→ WHAT IS NEEDED: This exercise calls for copying every line below that holds the word "example".

*** Block opens ***

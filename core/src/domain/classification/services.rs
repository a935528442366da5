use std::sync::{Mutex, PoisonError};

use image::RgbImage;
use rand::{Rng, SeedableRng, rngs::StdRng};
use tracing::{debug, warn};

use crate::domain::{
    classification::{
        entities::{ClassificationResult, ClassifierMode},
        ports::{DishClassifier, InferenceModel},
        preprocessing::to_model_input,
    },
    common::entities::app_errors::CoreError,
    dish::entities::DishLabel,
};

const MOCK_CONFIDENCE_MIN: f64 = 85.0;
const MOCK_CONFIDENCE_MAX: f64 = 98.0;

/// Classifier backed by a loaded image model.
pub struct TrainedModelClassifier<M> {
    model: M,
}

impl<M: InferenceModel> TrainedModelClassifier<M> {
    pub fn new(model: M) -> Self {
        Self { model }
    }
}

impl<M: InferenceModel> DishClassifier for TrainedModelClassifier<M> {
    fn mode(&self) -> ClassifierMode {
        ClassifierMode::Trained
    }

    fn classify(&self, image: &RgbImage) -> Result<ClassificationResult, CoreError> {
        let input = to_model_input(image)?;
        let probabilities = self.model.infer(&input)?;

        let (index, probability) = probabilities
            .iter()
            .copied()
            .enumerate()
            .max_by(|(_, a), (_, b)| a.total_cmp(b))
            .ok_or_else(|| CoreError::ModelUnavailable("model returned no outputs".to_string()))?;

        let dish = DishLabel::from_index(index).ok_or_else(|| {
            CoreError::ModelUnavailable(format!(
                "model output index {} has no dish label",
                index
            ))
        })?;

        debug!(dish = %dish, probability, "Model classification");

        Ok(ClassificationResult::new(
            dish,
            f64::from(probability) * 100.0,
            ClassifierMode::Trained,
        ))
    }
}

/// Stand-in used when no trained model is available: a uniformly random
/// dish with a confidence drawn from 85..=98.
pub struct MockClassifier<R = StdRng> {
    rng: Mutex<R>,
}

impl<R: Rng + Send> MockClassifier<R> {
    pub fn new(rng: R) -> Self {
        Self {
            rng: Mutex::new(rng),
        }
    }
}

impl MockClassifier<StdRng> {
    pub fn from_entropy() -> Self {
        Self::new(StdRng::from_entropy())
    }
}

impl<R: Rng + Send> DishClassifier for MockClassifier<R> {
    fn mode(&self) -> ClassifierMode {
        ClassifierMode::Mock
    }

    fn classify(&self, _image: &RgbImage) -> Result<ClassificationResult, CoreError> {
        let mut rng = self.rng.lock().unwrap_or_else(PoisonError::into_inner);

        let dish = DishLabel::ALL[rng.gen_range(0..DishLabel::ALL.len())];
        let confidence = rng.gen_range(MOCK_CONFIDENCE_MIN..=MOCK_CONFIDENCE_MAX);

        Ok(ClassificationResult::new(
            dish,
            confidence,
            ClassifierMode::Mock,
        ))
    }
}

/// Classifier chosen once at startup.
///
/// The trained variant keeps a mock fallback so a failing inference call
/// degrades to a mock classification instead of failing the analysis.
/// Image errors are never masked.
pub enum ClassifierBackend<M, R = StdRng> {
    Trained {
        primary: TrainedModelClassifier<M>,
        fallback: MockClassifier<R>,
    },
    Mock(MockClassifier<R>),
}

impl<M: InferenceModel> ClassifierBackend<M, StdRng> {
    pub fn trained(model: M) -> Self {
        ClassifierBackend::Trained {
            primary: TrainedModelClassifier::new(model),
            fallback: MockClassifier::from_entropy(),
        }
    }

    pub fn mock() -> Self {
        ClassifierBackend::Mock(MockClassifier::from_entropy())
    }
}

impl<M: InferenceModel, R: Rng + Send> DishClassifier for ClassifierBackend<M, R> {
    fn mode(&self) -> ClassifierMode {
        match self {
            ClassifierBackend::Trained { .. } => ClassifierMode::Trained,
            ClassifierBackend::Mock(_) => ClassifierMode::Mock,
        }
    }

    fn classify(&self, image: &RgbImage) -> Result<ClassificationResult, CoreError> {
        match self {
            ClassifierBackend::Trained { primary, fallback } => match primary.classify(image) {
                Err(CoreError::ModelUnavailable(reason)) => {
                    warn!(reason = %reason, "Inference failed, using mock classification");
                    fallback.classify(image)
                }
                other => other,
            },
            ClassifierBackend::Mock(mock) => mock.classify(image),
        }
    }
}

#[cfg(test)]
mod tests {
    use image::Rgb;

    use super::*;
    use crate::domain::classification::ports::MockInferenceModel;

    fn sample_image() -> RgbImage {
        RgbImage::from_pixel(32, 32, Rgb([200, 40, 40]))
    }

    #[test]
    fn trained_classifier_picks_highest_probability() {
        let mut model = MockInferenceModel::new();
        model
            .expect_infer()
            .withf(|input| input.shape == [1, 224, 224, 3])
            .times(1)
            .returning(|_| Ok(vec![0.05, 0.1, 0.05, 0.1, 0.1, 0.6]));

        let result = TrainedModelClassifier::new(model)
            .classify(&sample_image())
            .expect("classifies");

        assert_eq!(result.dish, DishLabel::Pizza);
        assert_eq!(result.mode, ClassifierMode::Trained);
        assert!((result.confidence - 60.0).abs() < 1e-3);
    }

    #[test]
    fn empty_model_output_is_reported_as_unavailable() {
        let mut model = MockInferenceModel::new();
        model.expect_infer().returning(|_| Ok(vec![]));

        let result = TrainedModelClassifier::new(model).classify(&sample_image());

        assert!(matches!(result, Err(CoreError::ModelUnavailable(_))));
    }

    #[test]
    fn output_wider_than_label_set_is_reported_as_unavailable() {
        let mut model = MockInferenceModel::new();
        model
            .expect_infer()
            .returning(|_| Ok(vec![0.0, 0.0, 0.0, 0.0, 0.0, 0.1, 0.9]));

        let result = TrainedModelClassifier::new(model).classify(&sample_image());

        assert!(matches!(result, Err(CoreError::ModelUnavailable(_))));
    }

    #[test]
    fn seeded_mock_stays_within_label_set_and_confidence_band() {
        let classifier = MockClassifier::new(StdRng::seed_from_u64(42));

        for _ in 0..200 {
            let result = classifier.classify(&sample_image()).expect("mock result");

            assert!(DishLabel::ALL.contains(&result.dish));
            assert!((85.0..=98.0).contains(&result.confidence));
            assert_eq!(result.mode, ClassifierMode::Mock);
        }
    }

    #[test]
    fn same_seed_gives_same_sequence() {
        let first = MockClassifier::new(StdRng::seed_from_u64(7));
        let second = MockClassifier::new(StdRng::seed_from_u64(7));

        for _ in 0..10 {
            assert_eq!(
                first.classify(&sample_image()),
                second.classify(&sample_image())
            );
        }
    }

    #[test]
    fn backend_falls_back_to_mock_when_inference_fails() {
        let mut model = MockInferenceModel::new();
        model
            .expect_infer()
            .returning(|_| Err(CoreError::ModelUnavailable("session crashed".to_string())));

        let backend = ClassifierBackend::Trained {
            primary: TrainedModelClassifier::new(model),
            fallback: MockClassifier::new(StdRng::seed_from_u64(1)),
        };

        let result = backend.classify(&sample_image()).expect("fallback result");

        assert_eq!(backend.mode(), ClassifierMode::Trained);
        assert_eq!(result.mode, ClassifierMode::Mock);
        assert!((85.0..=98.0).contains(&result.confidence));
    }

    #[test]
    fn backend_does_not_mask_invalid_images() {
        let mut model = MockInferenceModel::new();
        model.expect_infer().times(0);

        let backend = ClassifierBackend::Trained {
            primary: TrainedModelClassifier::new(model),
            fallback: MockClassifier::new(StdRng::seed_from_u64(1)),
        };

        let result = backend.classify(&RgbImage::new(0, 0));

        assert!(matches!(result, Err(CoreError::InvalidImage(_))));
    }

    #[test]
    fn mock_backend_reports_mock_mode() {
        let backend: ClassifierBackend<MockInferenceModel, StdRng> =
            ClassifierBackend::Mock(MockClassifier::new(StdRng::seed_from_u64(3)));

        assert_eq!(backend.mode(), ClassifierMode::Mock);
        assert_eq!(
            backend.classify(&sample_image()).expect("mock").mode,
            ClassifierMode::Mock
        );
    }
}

*** Block closes ***
*** Block opens ***

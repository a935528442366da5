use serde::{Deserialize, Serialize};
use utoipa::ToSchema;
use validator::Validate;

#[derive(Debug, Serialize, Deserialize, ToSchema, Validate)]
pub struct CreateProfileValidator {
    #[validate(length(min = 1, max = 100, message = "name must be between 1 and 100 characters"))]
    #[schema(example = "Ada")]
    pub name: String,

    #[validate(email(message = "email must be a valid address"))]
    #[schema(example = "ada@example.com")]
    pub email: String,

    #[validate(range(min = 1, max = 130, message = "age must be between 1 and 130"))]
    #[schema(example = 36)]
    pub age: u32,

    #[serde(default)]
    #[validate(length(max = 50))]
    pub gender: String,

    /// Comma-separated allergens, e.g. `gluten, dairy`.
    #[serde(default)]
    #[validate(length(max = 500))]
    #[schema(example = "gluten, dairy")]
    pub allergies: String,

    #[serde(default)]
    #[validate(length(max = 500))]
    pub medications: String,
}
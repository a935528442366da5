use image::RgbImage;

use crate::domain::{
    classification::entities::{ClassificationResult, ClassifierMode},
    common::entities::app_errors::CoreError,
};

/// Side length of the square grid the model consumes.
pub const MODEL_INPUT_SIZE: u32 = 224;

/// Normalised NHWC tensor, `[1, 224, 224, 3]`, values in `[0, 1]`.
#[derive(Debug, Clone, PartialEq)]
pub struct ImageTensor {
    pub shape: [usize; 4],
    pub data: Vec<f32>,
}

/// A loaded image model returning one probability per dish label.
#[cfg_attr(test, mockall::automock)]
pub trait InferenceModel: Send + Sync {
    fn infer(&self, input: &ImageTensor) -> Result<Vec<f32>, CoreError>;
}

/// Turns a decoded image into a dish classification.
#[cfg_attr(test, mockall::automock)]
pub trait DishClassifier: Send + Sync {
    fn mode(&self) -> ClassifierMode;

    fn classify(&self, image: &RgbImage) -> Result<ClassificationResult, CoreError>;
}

*** Block closes ***
*** Block opens ***

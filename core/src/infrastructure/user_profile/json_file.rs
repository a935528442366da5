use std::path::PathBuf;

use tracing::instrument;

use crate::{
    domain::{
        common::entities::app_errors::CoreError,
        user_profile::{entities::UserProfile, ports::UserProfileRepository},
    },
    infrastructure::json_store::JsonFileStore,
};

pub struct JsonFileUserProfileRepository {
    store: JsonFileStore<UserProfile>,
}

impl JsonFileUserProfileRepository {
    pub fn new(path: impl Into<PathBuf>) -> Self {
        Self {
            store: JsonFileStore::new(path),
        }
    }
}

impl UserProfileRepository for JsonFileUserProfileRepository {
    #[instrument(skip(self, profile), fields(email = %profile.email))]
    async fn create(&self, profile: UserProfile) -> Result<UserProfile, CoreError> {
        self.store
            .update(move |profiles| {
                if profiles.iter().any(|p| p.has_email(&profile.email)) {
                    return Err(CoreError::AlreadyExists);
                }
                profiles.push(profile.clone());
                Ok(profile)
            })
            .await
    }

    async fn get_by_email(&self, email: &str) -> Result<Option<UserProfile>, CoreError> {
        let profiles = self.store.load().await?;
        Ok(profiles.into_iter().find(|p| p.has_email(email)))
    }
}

*** Block closes ***

→ SOLUTION TO THE EXERCISE:
    #[schema(example = "Ada")]
    #[schema(example = "ada@example.com")]
    #[schema(example = 36)]
    #[schema(example = "gluten, dairy")]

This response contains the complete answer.